GSA Connects 2021 in Portland, Oregon

Paper No. 169-10
Presentation Time: 4:20 PM

REDOX CONTROL ON THE TI-IN MAGNETITE CONTENT: CONSTRAINTS FOR THE ORIGIN OF MAGNETITE APATITE (MTAP) DEPOSITS


HANCHAR, John, Department of Earth Sciences, Memorial University of Newfoundland, St. John's, NF A1B 3X5, Canada and TORNOS, Fernando, Instituto de Geociencias (IGEO, CSIC-UCM), Dr Severo Ochoa, 7, Madrid, 28040, Spain

We evaluate the use of magnetite geochemistry to trace the origin and evolution of magnetite-apatite (MtAp) deposits. Our results suggest that the large spread in trace element composition of magnetite, the abundance of nanoinclusions, and the great capability of magnetite to re-equilibrate with post-formation metasomatic fluids, cannot be used reliably to distinguish magnetite of magmatic vs. hydrothermal origins.

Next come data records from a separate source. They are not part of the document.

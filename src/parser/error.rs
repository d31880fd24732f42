use thiserror::Error;

use super::span::Location;

/// Coarse classification of a parse failure
#[derive(Debug, Clone, Copy, PartialEq, Eq)]
pub enum ErrorKind {
    /// Malformed or unterminated literal or comment
    Lexical,
    /// Token sequence matches no production
    Syntax,
    /// Recognized construct outside the supported subset
    UnsupportedConstruct,
}

#[derive(Error, Debug, Clone, PartialEq)]
pub enum ParseError {
    #[error("Lexical error at {location}: {message}")]
    Lexical { message: String, location: Location },

    #[error("Parse error at {location}: expected {expected}, found {found}")]
    Syntax {
        expected: String,
        found: String,
        location: Location,
    },

    #[error("Parse error at {location}: unexpected end of input, expected {expected}")]
    UnexpectedEndOfInput { expected: String, location: Location },

    #[error("Unsupported construct at {location}: {message}")]
    UnsupportedConstruct { message: String, location: Location },
}

impl ParseError {
    pub fn lexical(message: impl Into<String>, location: Location) -> Self {
        ParseError::Lexical {
            message: message.into(),
            location,
        }
    }

    pub fn syntax(expected: impl Into<String>, found: impl Into<String>, location: Location) -> Self {
        ParseError::Syntax {
            expected: expected.into(),
            found: found.into(),
            location,
        }
    }

    pub fn unexpected_end_of_input(expected: impl Into<String>, location: Location) -> Self {
        ParseError::UnexpectedEndOfInput {
            expected: expected.into(),
            location,
        }
    }

    pub fn unsupported(message: impl Into<String>, location: Location) -> Self {
        ParseError::UnsupportedConstruct {
            message: message.into(),
            location,
        }
    }

    pub fn kind(&self) -> ErrorKind {
        match self {
            ParseError::Lexical { .. } => ErrorKind::Lexical,
            ParseError::Syntax { .. } | ParseError::UnexpectedEndOfInput { .. } => ErrorKind::Syntax,
            ParseError::UnsupportedConstruct { .. } => ErrorKind::UnsupportedConstruct,
        }
    }

    pub fn location(&self) -> Location {
        match self {
            ParseError::Lexical { location, .. }
            | ParseError::Syntax { location, .. }
            | ParseError::UnexpectedEndOfInput { location, .. }
            | ParseError::UnsupportedConstruct { location, .. } => *location,
        }
    }

    /// 1-based line of the offending token
    pub fn line(&self) -> usize {
        self.location().line
    }

    /// Whether the parser may skip past this error and continue the unit
    pub fn is_recoverable(&self) -> bool {
        match self {
            ParseError::Lexical { .. } => false,
            ParseError::UnexpectedEndOfInput { .. } => false,
            ParseError::Syntax { .. } | ParseError::UnsupportedConstruct { .. } => true,
        }
    }
}

/// Result type for parsing operations
pub type ParseResult<T> = Result<T, ParseError>;

/// Error recovery context
#[derive(Debug)]
pub struct ErrorRecovery {
    /// Whether to continue parsing after errors
    pub continue_on_error: bool,
    /// Maximum number of errors to collect before giving up
    pub max_errors: usize,
    /// Collected errors
    pub errors: Vec<ParseError>,
}

impl ErrorRecovery {
    pub fn new(continue_on_error: bool, max_errors: usize) -> Self {
        Self {
            continue_on_error,
            max_errors,
            errors: Vec::new(),
        }
    }

    /// Record an error; `false` once the error budget is spent
    pub fn add_error(&mut self, error: ParseError) -> bool {
        if self.errors.len() >= self.max_errors {
            return false;
        }
        self.errors.push(error);
        true
    }

    /// Whether parsing may go on after `error`
    pub fn can_recover(&self, error: &ParseError) -> bool {
        self.continue_on_error && error.is_recoverable() && self.errors.len() < self.max_errors
    }
}

#[cfg(test)]
mod tests {
    use super::*;

    #[test]
    fn test_kinds_and_lines() {
        let at = Location::new(3, 7, 40);
        assert_eq!(ParseError::lexical("bad", at).kind(), ErrorKind::Lexical);
        assert_eq!(ParseError::syntax("';'", "'}'", at).kind(), ErrorKind::Syntax);
        assert_eq!(ParseError::unexpected_end_of_input("'}'", at).kind(), ErrorKind::Syntax);
        assert_eq!(ParseError::unsupported("'-' operator", at).kind(), ErrorKind::UnsupportedConstruct);
        assert_eq!(ParseError::syntax("a", "b", at).line(), 3);
        assert_eq!(
            ParseError::syntax("';'", "'}'", at).to_string(),
            "Parse error at 3:7: expected ';', found '}'"
        );
    }

    #[test]
    fn test_recovery_budget() {
        let at = Location::start();
        let mut recovery = ErrorRecovery::new(true, 1);
        let syntax = ParseError::syntax("x", "y", at);
        assert!(recovery.can_recover(&syntax));
        assert!(recovery.add_error(syntax.clone()));
        assert!(!recovery.can_recover(&syntax));
        assert!(!recovery.add_error(syntax));
        assert!(!ErrorRecovery::new(true, 5).can_recover(&ParseError::lexical("x", at)));
    }
}
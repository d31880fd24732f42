// Shared constants for lexing, parsing and type binding

// Element key used when an annotation is written as `@Name(expr)`
pub const DEFAULT_ELEMENT_NAME: &str = "value";

// Parser: default nesting cap for annotation values (lists, nested annotations, groups)
pub const DEFAULT_MAX_NESTING_DEPTH: usize = 64;
// Parser: diagnostics collected before a unit is abandoned
pub const DEFAULT_MAX_ERRORS: usize = 100;

// Well-known simple names from java.lang, used to pick a best guess for unresolved names
pub const JAVA_LANG_SIMPLE_TYPES: &[&str] = &[
    "String", "Object", "Throwable", "Cloneable", "Iterable", "Comparable",
    "CharSequence", "Number", "Enum", "Record", "Runnable", "AutoCloseable",
    "Integer", "Long", "Float", "Double", "Boolean", "Character",
    "Short", "Byte", "Void", "Class", "Math", "System", "StringBuilder",
    "RuntimeException", "Exception", "Error", "AssertionError",
    "IllegalArgumentException", "IllegalStateException", "UnsupportedOperationException",
    "Deprecated", "Override", "SuppressWarnings", "SafeVarargs", "FunctionalInterface",
];

// Primitive type keywords accepted in type positions and class-literals
pub const PRIMITIVE_TYPES: &[&str] = &[
    "boolean", "byte", "short", "int", "long", "char", "float", "double", "void",
];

One of the most intriguing features of MtAp deposits is the relatively low Ti content of the magnetite forming the bulk of the magnetite ore. Magnetite in these deposits on average typically has Ti contents below ca. 0.6 wt. % and often lacks evidence of any ilmenite-ülvospinel exsolution. However, magnetite in some MtAp deposits can be highly enriched in Ti. Magnetite in such deposits often coexists with titanite and/or rutile suggesting that the systems were saturated in titanium and the Ti-in-magnetite content depends on the fO2-T conditions of the system when the magnetite crystallized.

At El Laco, Chile, systematic sampling of drill core to depths of up to 600 m shows that the massive magnetite ore (which occur primarily as magnetite “lava flows”) – interpreted in the present study as the product of crystallization of an iron-rich melt – the ore is always Ti-poor and chemically similar in Ti content to that of the magnetite feeder dikes, nearby strata-bound magnetite orebodies, and MtAp mineralization elsewhere in the world. However, Ti-rich magnetite is widespread in the metasomatically altered host rocks in drill core from El Laco and can be significantly enriched in the residual melts, where in some cases the stable Fe-Ti-O phases are ilmenite and hematite.

Our results suggest that the main controlling factor in the trace element composition of magnetite is the type of rock in which the magnetite either initially crystallized, or was later re-equilibrated through some post-crystallization metasomatic process. Ti-in-magnetite does not have an unequivocal and unique interpretation and as such any genetic models based solely on the composition of magnetite in MtAp deposits must be evaluated critically. Magnetite geochemistry is, however, a powerful tool for tracking the evolution of igneous and metasomatic systems, and the formation of different generations of magnetite and post-depositional modifications.